Freiheitsberaubung durch Nichtbefolgung einer gerichtlichen Aussetzungsentscheidung gem. § 57 StGB?

Thomas Henning

In der Praxis wohl eher überwiegend kein Thema.

Nach erfolgtem Aussetzungsantrag bei der zuständigen Strafvollstreckungskammer, die Anhörung und im Nachgang dazu der Aussetzungsbeschluss. Beide Strafen, werden nach Verbüßung der Hälfte frühestens ab dem 17.02. 2017 zur Bewährung ausgesetzt und die Verurteilte ist zu entlassen. Die zuständige Staatsanwaltschaft erklärt bereits am 10.02. 2017 Rechtsmittelverzicht und die Mandantin sitzt auf gepackten Sachen, wartet darauf, dass man diese am Morgen des 17.02. 2017 auch entlässt. So sieht es das Gesetz zwingend vor und das die Mandantin noch am Vormittag des 17.02. 2017 zu entlassen ist, ergibt sich aus § 17 Absatz 1 HStVollzG. Theorie und Praxis.
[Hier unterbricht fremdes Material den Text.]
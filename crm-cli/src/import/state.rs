//! State types for the import wizard
//!
//! The wizard moves through three steps. Each step variant owns the data that
//! only exists while the wizard is in that step, so there is no way to hold
//! import results while still uploading, or a column mapping without a file
//! token.

use chrono::{DateTime, Utc};
use std::collections::BTreeMap;
use uuid::Uuid;

use crate::api::models::{ColumnAnalysis, ConfirmRequest, ImportSummary, MatchedColumn};

use super::error::ImportError;

/// One run of the wizard, from opening the dialog to closing it
#[derive(Debug, Clone)]
pub struct State {
    /// Responses tagged with another session id are stale and get dropped
    pub session_id: Uuid,
    pub started_at: DateTime<Utc>,
    pub step: ImportStep,
}

impl State {
    pub fn new() -> Self {
        Self {
            session_id: Uuid::new_v4(),
            started_at: Utc::now(),
            step: ImportStep::default(),
        }
    }

    /// Whether a network call is outstanding for this session
    pub fn is_busy(&self) -> bool {
        match &self.step {
            ImportStep::Upload(upload) => upload.is_checking(),
            ImportStep::Mapping(mapping) => mapping.submitting,
            ImportStep::Result(_) => false,
        }
    }

    /// Error to show inline on the current step
    pub fn error(&self) -> Option<&ImportError> {
        match &self.step {
            ImportStep::Upload(upload) => upload.error.as_ref(),
            ImportStep::Mapping(mapping) => mapping.error.as_ref(),
            ImportStep::Result(_) => None,
        }
    }

    pub fn step_kind(&self) -> StepKind {
        self.step.kind()
    }
}

impl Default for State {
    fn default() -> Self {
        Self::new()
    }
}

/// Wizard steps, each carrying its own data
#[derive(Debug, Clone, PartialEq, Eq)]
pub enum ImportStep {
    Upload(UploadState),
    Mapping(MappingState),
    Result(ImportOutcome),
}

impl Default for ImportStep {
    fn default() -> Self {
        Self::Upload(UploadState::default())
    }
}

impl ImportStep {
    pub fn kind(&self) -> StepKind {
        match self {
            Self::Upload(_) => StepKind::Upload,
            Self::Mapping(_) => StepKind::Mapping,
            Self::Result(_) => StepKind::Result,
        }
    }
}

/// Data-less view of the current step
#[derive(Debug, Clone, Copy, PartialEq, Eq)]
pub enum StepKind {
    Upload,
    Mapping,
    Result,
}

impl StepKind {
    pub fn label(&self) -> &'static str {
        match self {
            Self::Upload => "Upload",
            Self::Mapping => "Column mapping",
            Self::Result => "Result",
        }
    }

    /// 1-based position, for "Step n of 3" displays
    pub fn position(&self) -> usize {
        match self {
            Self::Upload => 1,
            Self::Mapping => 2,
            Self::Result => 3,
        }
    }
}

/// Step 1: pick a file
#[derive(Debug, Clone, Default, PartialEq, Eq)]
pub struct UploadState {
    /// Name of the file currently being checked by the server
    pub checking: Option<String>,
    pub error: Option<ImportError>,
}

impl UploadState {
    pub fn is_checking(&self) -> bool {
        self.checking.is_some()
    }
}

/// Server-side handle to the uploaded file.
///
/// Token and extension always come from the same check response.
#[derive(Debug, Clone, PartialEq, Eq)]
pub struct UploadedFile {
    pub token: String,
    pub extension: String,
}

/// Step 2: decide what to do with the columns the server could not match
#[derive(Debug, Clone, PartialEq, Eq)]
pub struct MappingState {
    pub file: UploadedFile,
    /// Columns the server matched on its own, shown read-only
    pub matched_columns: Vec<MatchedColumn>,
    /// Columns needing a decision, in spreadsheet order
    pub unmatched_columns: Vec<String>,
    /// Target fields the server accepts
    pub available_fields: Vec<String>,
    /// Unmatched column -> chosen target; `None` means skip
    column_mapping: BTreeMap<String, Option<String>>,
    pub submitting: bool,
    pub error: Option<ImportError>,
}

impl MappingState {
    /// Build the mapping step from a successful check response. Every
    /// unmatched column starts out skipped.
    pub fn from_analysis(analysis: ColumnAnalysis) -> Self {
        let mut unmatched_columns = Vec::with_capacity(analysis.unmatched_excel_columns.len());
        for column in analysis.unmatched_excel_columns {
            if !unmatched_columns.contains(&column) {
                unmatched_columns.push(column);
            }
        }

        let column_mapping = unmatched_columns
            .iter()
            .map(|column| (column.clone(), None))
            .collect();

        Self {
            file: UploadedFile {
                token: analysis.file_token,
                extension: analysis.file_extension,
            },
            matched_columns: analysis.matched_columns,
            unmatched_columns,
            available_fields: analysis.all_db_columns,
            column_mapping,
            submitting: false,
            error: None,
        }
    }

    pub fn column_mapping(&self) -> &BTreeMap<String, Option<String>> {
        &self.column_mapping
    }

    /// Current choice for an unmatched column (`None` when skipped or unknown)
    pub fn target_for(&self, column: &str) -> Option<&str> {
        self.column_mapping.get(column).and_then(|t| t.as_deref())
    }

    /// Overwrite the choice for one unmatched column.
    ///
    /// An empty target means skip. A non-empty target must be one of the
    /// fields the server offered, when the server offered any.
    pub fn set_mapping(&mut self, column: &str, target: Option<String>) -> Result<(), ImportError> {
        let target = target
            .map(|t| t.trim().to_string())
            .filter(|t| !t.is_empty());

        let Some(entry) = self.column_mapping.get_mut(column) else {
            return Err(ImportError::UnknownColumn(column.to_string()));
        };

        if let Some(t) = &target {
            if !self.available_fields.is_empty() && !self.available_fields.contains(t) {
                return Err(ImportError::UnknownTarget {
                    column: column.to_string(),
                    target: t.clone(),
                });
            }
        }

        *entry = target;
        Ok(())
    }

    /// Mapping to submit: every matched column plus every unmatched column
    /// that was not skipped
    pub fn final_mapping(&self) -> BTreeMap<String, String> {
        let mut mapping: BTreeMap<String, String> = self
            .matched_columns
            .iter()
            .map(|m| (m.excel_column.clone(), m.db_column.clone()))
            .collect();

        for (column, target) in &self.column_mapping {
            if let Some(target) = target {
                mapping.insert(column.clone(), target.clone());
            }
        }

        mapping
    }

    /// Unmatched columns currently set to skip, in spreadsheet order
    pub fn skipped_columns(&self) -> Vec<&str> {
        self.unmatched_columns
            .iter()
            .filter(|c| self.target_for(c).is_none())
            .map(|c| c.as_str())
            .collect()
    }

    pub fn confirm_request(&self) -> ConfirmRequest {
        ConfirmRequest {
            file_token: self.file.token.clone(),
            file_extension: self.file.extension.clone(),
            mapping: self.final_mapping(),
        }
    }
}

/// Step 3: what the server imported
#[derive(Debug, Clone, PartialEq, Eq)]
pub struct ImportOutcome {
    pub imported_count: u64,
    /// Per-row problems; warnings, not failures of the import
    pub row_errors: Vec<String>,
}

impl From<ImportSummary> for ImportOutcome {
    fn from(summary: ImportSummary) -> Self {
        Self {
            imported_count: summary.imported_count,
            row_errors: summary.errors.unwrap_or_default(),
        }
    }
}

impl ImportOutcome {
    pub fn has_warnings(&self) -> bool {
        !self.row_errors.is_empty()
    }
}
In der Regel ist es so, dass wir von den Mandanten informiert werden, ob die Entlassung auch erfolgt ist. Hier erreicht uns die Information, dass die Mandantin nicht entlassen wurde erst nachmittags am 17.02. 2017. Die Mandantin teilt mit, sie sei nicht entlassen worden. Man habe ihr mitgeteilt, die Entscheidung des LG Kassel sei nicht rechtskräftig, insbesondere habe die zuständige Staatsanwaltschaft keinen Rechtsmittelverzicht erklärt. Selbstverständlich haben wir bei vorher bei der Geschäftsstelle des LG Kassel nachgefragt – und von dort aus wurde uns mitgeteilt – die Entscheidung sei rechtskräftig. Die Mandantin wird dann erst am Montag dem 20.02. 2017 aus der Haft entlassen. Dies wollen und können wir so nicht stehen lassen. Wir fragen nach. Jeweils mit Schreiben vom 21.02. 2017 fragen wir bei der Strafvollstreckungskammer und der Staatsanwaltschaft unter Hinweis darauf, dass die Mandantin nicht am 17.02. 2017 entlassen wurde an, worauf die Nichtentlassung beruht.  Diese Schreiben bleiben zunächst unbeantwortet. Am 21.03. 2017 fragen wir erneut an, welche Hinderungsgründe denn nun gegeben sind, unsere Anfragen zu beantworten. Hier erhalten wir dann unter dem Datum vom 04.04. 2017 die Antwort der Staatsanwaltschaft bei dem Landgericht Kassel, dass von dort aus am 10.02. 2017 Rechtsmittelverzicht erklärt wurde. Allerdings hatten wir auch beantragt, uns das Entlassungsersuchen an die JVA zu übermitteln. Dieses wurde uns nicht übersandt. Wir haben dies erneut beantragt. Zugleich haben wir uns mit weiterem Schriftsatz vom 05.04. 2017 unmittelbar an den Leiter der JVA Kassel I gewandt, mit der noch recht freundlichen Bitte uns gegenüber darzulegen, weshalb die Mandantin nicht am 17.02. 2017 entlassen worden ist.

Nun wie geht es weiter?

Freiheitsberaubung Ja oder Nein?

Ist die Verurteilte nach Rechtskraft der Entscheidung frühestens am 17.02. 2017 aus der Haft zu entlassen, dann ist sie auch am 17.02. 2017 zu entlassen. Das Gesetz kennt hier kein Wenn Oder Aber.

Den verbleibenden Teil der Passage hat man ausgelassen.